If Washingtonians are going to pay more for nature, why not for culture?
Rep. Kevin Van De Wege, who introduced a bill Tuesday to charge $30 a year for parking at state parks, wants to amend the measure to add another perk to the permits: access to the state’s history museums.
Gov. Chris Gregoire proposes to mothball the museums in Tacoma, Spokane and Olympia to save the state $5 million over two years. She also has proposed eliminating the state arts commission. Lawmakers are looking for alternatives.
“I’m definitely trying here to find a way to keep them open,” said Van De Wege, a Sequim Democrat who co-chairs a group meeting in the Legislature that calls itself the Heritage Caucus.
Never miss a local story.
Paying the annual fee would allow people to skip the museum’s admission of up to $8 per visit. Admission fees raise hundreds of thousands of dollars per year, said Washington State Historical Society Director David Nicandri, but Van De Wege’s proposal could raise several million.
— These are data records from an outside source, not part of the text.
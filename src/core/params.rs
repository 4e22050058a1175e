use std::path::{Path, PathBuf};

use serde::{Deserialize, Serialize};

use crate::error::{Error, Result};
use crate::types::{BackdropColor, CropSpec, OutputSize, ResampleFilter};

fn default_idiom() -> String {
    "universal".to_string()
}

fn default_author() -> String {
    "xcode".to_string()
}

fn default_version() -> u32 {
    1
}

/// Crop parameters suitable for config files and scripted runs
#[derive(Debug, Clone, Copy, PartialEq, Serialize, Deserialize)]
pub struct CropParams {
    pub crop: CropSpec,
    #[serde(default)]
    pub size: OutputSize,
    #[serde(default)]
    pub filter: ResampleFilter,
}

impl CropParams {
    pub fn new(crop: CropSpec) -> Self {
        Self {
            crop,
            size: OutputSize::default(),
            filter: ResampleFilter::default(),
        }
    }
}

/// One asset-catalog destination: a directory, the image filename inside it,
/// the required resolution and the manifest entry fields.
#[derive(Debug, Clone, PartialEq, Serialize, Deserialize)]
pub struct ExportTarget {
    pub platform: String,
    pub dir: PathBuf,
    pub filename: String,
    #[serde(default)]
    pub size: OutputSize,
    #[serde(default = "default_idiom")]
    pub idiom: String,
}

impl ExportTarget {
    pub fn new(
        platform: impl Into<String>,
        dir: impl Into<PathBuf>,
        filename: impl Into<String>,
        size: OutputSize,
    ) -> Self {
        Self {
            platform: platform.into(),
            dir: dir.into(),
            filename: filename.into(),
            size,
            idiom: default_idiom(),
        }
    }

    /// Target with the conventional `AppIcon-<W>.png` filename.
    pub fn with_default_filename(
        platform: impl Into<String>,
        dir: impl Into<PathBuf>,
        size: OutputSize,
    ) -> Self {
        let filename = format!("AppIcon-{}.png", size.width);
        Self::new(platform, dir, filename, size)
    }

    pub fn image_path(&self) -> PathBuf {
        self.dir.join(&self.filename)
    }
}

/// Flattening, resampling and manifest settings shared by every target of one export.
#[derive(Debug, Clone, PartialEq, Serialize, Deserialize)]
#[serde(default)]
pub struct ExportOptions {
    pub backdrop: BackdropColor,
    pub filter: ResampleFilter,
    #[serde(default = "default_author")]
    pub author: String,
    #[serde(default = "default_version")]
    pub version: u32,
}

impl Default for ExportOptions {
    fn default() -> Self {
        Self {
            backdrop: BackdropColor::BLACK,
            filter: ResampleFilter::default(),
            author: default_author(),
            version: default_version(),
        }
    }
}

/// Export configuration loadable from a JSON file.
///
/// ```json
/// {
///   "backdrop": "#000000",
///   "targets": [
///     { "platform": "ios", "dir": "ios/App/App/Assets.xcassets/AppIcon.appiconset", "filename": "AppIcon-512@2x.png" },
///     { "platform": "watchos", "dir": "ios/App/Watch/Assets.xcassets/AppIcon.appiconset", "filename": "AppIcon-1024.png" }
///   ]
/// }
/// ```
#[derive(Debug, Clone, Default, PartialEq, Serialize, Deserialize)]
pub struct ExportPlan {
    #[serde(flatten)]
    pub options: ExportOptions,
    #[serde(default)]
    pub targets: Vec<ExportTarget>,
}

impl ExportPlan {
    pub fn from_json(json: &str) -> Result<Self> {
        Ok(serde_json::from_str(json)?)
    }

    pub fn from_file(path: &Path) -> Result<Self> {
        let text = std::fs::read_to_string(path).map_err(|e| match e.kind() {
            std::io::ErrorKind::NotFound => Error::InvalidArgument {
                arg: "plan",
                value: path.display().to_string(),
            },
            _ => Error::Io(e),
        })?;
        Self::from_json(&text)
    }
}
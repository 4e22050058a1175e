#![doc = r#"
iconprep — center-crop, flatten and export application icons.

This crate turns a generated or hand-drawn bitmap into the icon files an app
and its companion watch app expect: it crops a centered box out of the source,
resizes it back to a fixed resolution, flattens any transparency onto an opaque
backdrop, and writes the result into one or more asset-catalog directories,
each with its own `Contents.json` manifest. It powers the `iconprep` CLI and can
be embedded in your own build scripts.

Crop a file to a new file
-------------------------
```rust,no_run
use std::path::Path;
use iconprep::{crop_file_to_path, CropParams, CropSpec, OutputSize, ResampleFilter};

fn main() -> iconprep::Result<()> {
    let params = CropParams {
        crop: CropSpec::Margin(0.16),
        size: OutputSize::square(1024),
        filter: ResampleFilter::Lanczos3,
    };

    crop_file_to_path(
        Path::new("art/app_icon_raw.png"),
        Path::new("art/app_icon_flush.png"),
        &params,
    )?;
    Ok(())
}
```

Crop in memory
--------------
```rust
use image::{DynamicImage, Rgb, RgbImage};
use iconprep::{crop_and_resize, CropSpec, OutputSize, ResampleFilter};

let source = DynamicImage::ImageRgb8(RgbImage::from_pixel(64, 64, Rgb([20, 30, 40])));
let icon = crop_and_resize(
    &source,
    CropSpec::Fraction(0.5),
    OutputSize::square(48),
    ResampleFilter::CatmullRom,
)
.unwrap();
assert_eq!((icon.width(), icon.height()), (48, 48));
```

Export into asset catalogs
--------------------------
```rust,no_run
use std::path::Path;
use iconprep::{export_file, ExportOptions, ExportTarget, OutputSize};

fn main() -> iconprep::Result<()> {
    let targets = vec![
        ExportTarget::new(
            "ios",
            "ios/App/App/Assets.xcassets/AppIcon.appiconset",
            "AppIcon-512@2x.png",
            OutputSize::square(1024),
        ),
        ExportTarget::new(
            "watchos",
            "ios/App/Watch App/Assets.xcassets/AppIcon.appiconset",
            "AppIcon-1024.png",
            OutputSize::square(1024),
        ),
    ];

    let report = export_file(Path::new("app_icon.png"), &targets, &ExportOptions::default())?;
    for target in &report.targets {
        println!("{} -> {:?}", target.platform, target.image_path);
    }
    Ok(())
}
```

Exports are not atomic across targets: if the second target fails, the first
one stays written.

Error handling
--------------
All public functions return `iconprep::Result<T>`; match on `iconprep::Error`
to handle specific cases.

```rust,no_run
use std::path::Path;
use iconprep::{export_file, Error, ExportOptions, ExportTarget, OutputSize};

fn main() {
    let targets = [ExportTarget::with_default_filename("ios", "out/ios", OutputSize::square(1024))];
    match export_file(Path::new("/missing.png"), &targets, &ExportOptions::default()) {
        Ok(_) => {}
        Err(Error::SourceNotFound { path }) => eprintln!("{} not found", path.display()),
        Err(Error::Write { path, source }) => eprintln!("cannot write {}: {source}", path.display()),
        Err(other) => eprintln!("Other error: {other}"),
    }
}
```

Useful modules
--------------
- [`api`] — high-level entry points.
- [`types`] — crop specs, sizes, filters and colors.
- [`io`] — image loading, PNG and manifest writers.
- [`error`] — crate-level `Error` and `Result`.
"#]

// Core modules (public)
pub mod api;
pub mod core;
pub mod error;
pub mod io;
pub mod types;

// Curated public API surface
// Types
pub use crate::core::params::{CropParams, ExportOptions, ExportPlan, ExportTarget};
pub use crate::core::processing::crop::{CropBox, resolve_crop_box};
pub use error::{Error, Result};
pub use types::{BackdropColor, ColorMode, CropSpec, OutputSize, ResampleFilter};

// Writers
pub use io::writers::manifest::{MANIFEST_FILE_NAME, Manifest, ManifestImage, ManifestInfo};

// High-level API re-exports
pub use api::{
    ExportReport, ExportedTarget, crop_and_resize, crop_file_to_path, export_file, export_icon,
    run_pipeline,
};
//! Asset-catalog `Contents.json` manifests.
//!
//! Each export directory owns exactly one manifest listing the images this
//! export wrote into it. Writing always replaces the whole file; nothing from
//! a previous manifest is merged in.
use std::path::{Path, PathBuf};

use serde::{Deserialize, Serialize};
use tracing::info;

use crate::core::params::ExportTarget;
use crate::error::{Error, Result};

pub const MANIFEST_FILE_NAME: &str = "Contents.json";

#[derive(Debug, Clone, PartialEq, Eq, Serialize, Deserialize)]
pub struct ManifestImage {
    pub filename: String,
    pub idiom: String,
    pub platform: String,
    pub size: String,
}

#[derive(Debug, Clone, PartialEq, Eq, Serialize, Deserialize)]
pub struct ManifestInfo {
    pub author: String,
    pub version: u32,
}

#[derive(Debug, Clone, PartialEq, Eq, Serialize, Deserialize)]
pub struct Manifest {
    pub images: Vec<ManifestImage>,
    pub info: ManifestInfo,
}

impl Manifest {
    pub fn for_target(target: &ExportTarget, author: &str, version: u32) -> Self {
        Self::for_targets([target], author, version)
    }

    /// One entry per target, in the order given.
    pub fn for_targets<'a>(
        targets: impl IntoIterator<Item = &'a ExportTarget>,
        author: &str,
        version: u32,
    ) -> Self {
        Self {
            images: targets
                .into_iter()
                .map(|target| ManifestImage {
                    filename: target.filename.clone(),
                    idiom: target.idiom.clone(),
                    platform: target.platform.clone(),
                    size: target.size.logical(),
                })
                .collect(),
            info: ManifestInfo {
                author: author.to_string(),
                version,
            },
        }
    }

    pub fn to_json(&self) -> Result<String> {
        Ok(serde_json::to_string_pretty(self)?)
    }
}

pub fn manifest_path(dir: &Path) -> PathBuf {
    dir.join(MANIFEST_FILE_NAME)
}

/// Write `manifest` to `dir/Contents.json`, truncating any existing file.
pub fn write_manifest(dir: &Path, manifest: &Manifest) -> Result<PathBuf> {
    let path = manifest_path(dir);
    let json = manifest.to_json()?;
    std::fs::write(&path, json).map_err(|e| Error::write(&path, e))?;
    info!("Wrote manifest {:?}", path);
    Ok(path)
}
That’s if it gets any traction. Asked this week about the idea, the sponsor of the Senate bill to create a $30 annual parking fee for state parks and forests, Sen. Kevin Ranker, D-San Juan Island, simply said: “No.”
It would make the parks proposal complex, Ranker explained.
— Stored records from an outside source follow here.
//! Shared types used across iconprep.
//! Includes `CropSpec`, `OutputSize`, `ResampleFilter`, `BackdropColor` and `ColorMode`.
use std::str::FromStr;

use clap::ValueEnum;
use serde::{Deserialize, Serialize};

use crate::error::Error;

/// How much of the source to keep, measured against the source width.
#[derive(Copy, Clone, PartialEq, Debug, Serialize, Deserialize)]
#[serde(tag = "mode", content = "value", rename_all = "kebab-case")]
pub enum CropSpec {
    /// Square crop of `round(width * f)` pixels, centered. `f` in (0, 1].
    Fraction(f64),
    /// Symmetric margin of `round(width * f)` pixels on every side. `f` in [0, 0.5).
    Margin(f64),
    /// Symmetric margin given directly in pixels.
    MarginPixels(u32),
}

impl std::fmt::Display for CropSpec {
    fn fmt(&self, f: &mut std::fmt::Formatter<'_>) -> std::fmt::Result {
        match self {
            CropSpec::Fraction(v) => write!(f, "Fraction({})", v),
            CropSpec::Margin(v) => write!(f, "Margin({})", v),
            CropSpec::MarginPixels(px) => write!(f, "MarginPixels({}px)", px),
        }
    }
}

/// Exact pixel dimensions of an output image.
#[derive(Copy, Clone, PartialEq, Eq, Debug, Serialize, Deserialize)]
pub struct OutputSize {
    pub width: u32,
    pub height: u32,
}

impl OutputSize {
    pub const fn square(side: u32) -> Self {
        Self {
            width: side,
            height: side,
        }
    }

    pub fn new(width: u32, height: u32) -> crate::Result<Self> {
        if width == 0 || height == 0 {
            return Err(Error::ZeroSize { width, height });
        }
        Ok(Self { width, height })
    }

    /// Logical size string used in asset-catalog manifests, e.g. `1024x1024`.
    pub fn logical(&self) -> String {
        format!("{}x{}", self.width, self.height)
    }
}

impl Default for OutputSize {
    fn default() -> Self {
        Self::square(1024)
    }
}

impl std::fmt::Display for OutputSize {
    fn fmt(&self, f: &mut std::fmt::Formatter<'_>) -> std::fmt::Result {
        write!(f, "{}x{}", self.width, self.height)
    }
}

#[derive(
    Copy, Clone, PartialEq, Eq, PartialOrd, Ord, ValueEnum, Debug, Default, Serialize, Deserialize,
)]
#[serde(rename_all = "kebab-case")]
pub enum ResampleFilter {
    Nearest,
    Bilinear,
    CatmullRom,
    Mitchell,
    #[default]
    Lanczos3,
}

impl std::fmt::Display for ResampleFilter {
    fn fmt(&self, f: &mut std::fmt::Formatter<'_>) -> std::fmt::Result {
        let s = match self {
            ResampleFilter::Nearest => "Nearest",
            ResampleFilter::Bilinear => "Bilinear",
            ResampleFilter::CatmullRom => "CatmullRom",
            ResampleFilter::Mitchell => "Mitchell",
            ResampleFilter::Lanczos3 => "Lanczos3",
        };
        write!(f, "{}", s)
    }
}

/// Whether an image carries transparency that must be flattened before export.
#[derive(Copy, Clone, PartialEq, Eq, Debug, Serialize, Deserialize)]
pub enum ColorMode {
    Opaque,
    Transparent,
}

impl ColorMode {
    pub fn of(image: &image::DynamicImage) -> Self {
        if image.color().has_alpha() {
            ColorMode::Transparent
        } else {
            ColorMode::Opaque
        }
    }
}

impl std::fmt::Display for ColorMode {
    fn fmt(&self, f: &mut std::fmt::Formatter<'_>) -> std::fmt::Result {
        match self {
            ColorMode::Opaque => write!(f, "Opaque"),
            ColorMode::Transparent => write!(f, "Transparent"),
        }
    }
}

/// Opaque color composited beneath transparent pixels.
///
/// Parses from `#rrggbb`, `rrggbb` or `r,g,b`.
#[derive(Copy, Clone, PartialEq, Eq, Debug, Default, Serialize, Deserialize)]
#[serde(try_from = "String", into = "String")]
pub struct BackdropColor(pub [u8; 3]);

impl BackdropColor {
    pub const BLACK: BackdropColor = BackdropColor([0, 0, 0]);
    pub const WHITE: BackdropColor = BackdropColor([255, 255, 255]);
}

impl FromStr for BackdropColor {
    type Err = Error;

    fn from_str(s: &str) -> Result<Self, Self::Err> {
        let invalid = || Error::InvalidArgument {
            arg: "backdrop",
            value: s.to_string(),
        };
        let trimmed = s.trim();

        if trimmed.contains(',') {
            let parts: Vec<&str> = trimmed.split(',').map(str::trim).collect();
            if parts.len() != 3 {
                return Err(invalid());
            }
            let mut rgb = [0u8; 3];
            for (slot, part) in rgb.iter_mut().zip(&parts) {
                *slot = part.parse::<u8>().map_err(|_| invalid())?;
            }
            return Ok(BackdropColor(rgb));
        }

        let hex = trimmed.strip_prefix('#').unwrap_or(trimmed);
        if hex.len() != 6 || !hex.chars().all(|c| c.is_ascii_hexdigit()) {
            return Err(invalid());
        }
        let channel = |i: usize| u8::from_str_radix(&hex[i..i + 2], 16).map_err(|_| invalid());
        Ok(BackdropColor([channel(0)?, channel(2)?, channel(4)?]))
    }
}

impl TryFrom<String> for BackdropColor {
    type Error = Error;

    fn try_from(value: String) -> Result<Self, Self::Error> {
        value.parse()
    }
}

impl From<BackdropColor> for String {
    fn from(color: BackdropColor) -> Self {
        color.to_string()
    }
}

impl std::fmt::Display for BackdropColor {
    fn fmt(&self, f: &mut std::fmt::Formatter<'_>) -> std::fmt::Result {
        let [r, g, b] = self.0;
        write!(f, "#{:02x}{:02x}{:02x}", r, g, b)
    }
}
Rep. Jeannie Darneille has a different angle on trying to keep the museum alive. The museum needs money; the University of Washington-Tacoma needs more space for classrooms, parking and a student union.
The museum could offer space for a growing campus, said Darneille, a Tacoma Democrat.
“Pacific Avenue is all that separates those two institutions,” she said.
UW Tacoma spokesman Mike Wark said the campus wants to collaborate with its neighbor and do what it can to save it.
While Nicandri was skeptical of the idea of a busy, noisy student union in the museum, he said the museum’s 220-seat auditorium would be ideal for classes.
The museum is also looking into how to raise more money through private means such as grants.
“I don’t see any one thing being kind of the magic bullet that solves the problem,” Nicandri said. “I see this kind of being a mosaic of different solutions, all of which contributes to getting the museum back to a level of funding that approximates normalcy.”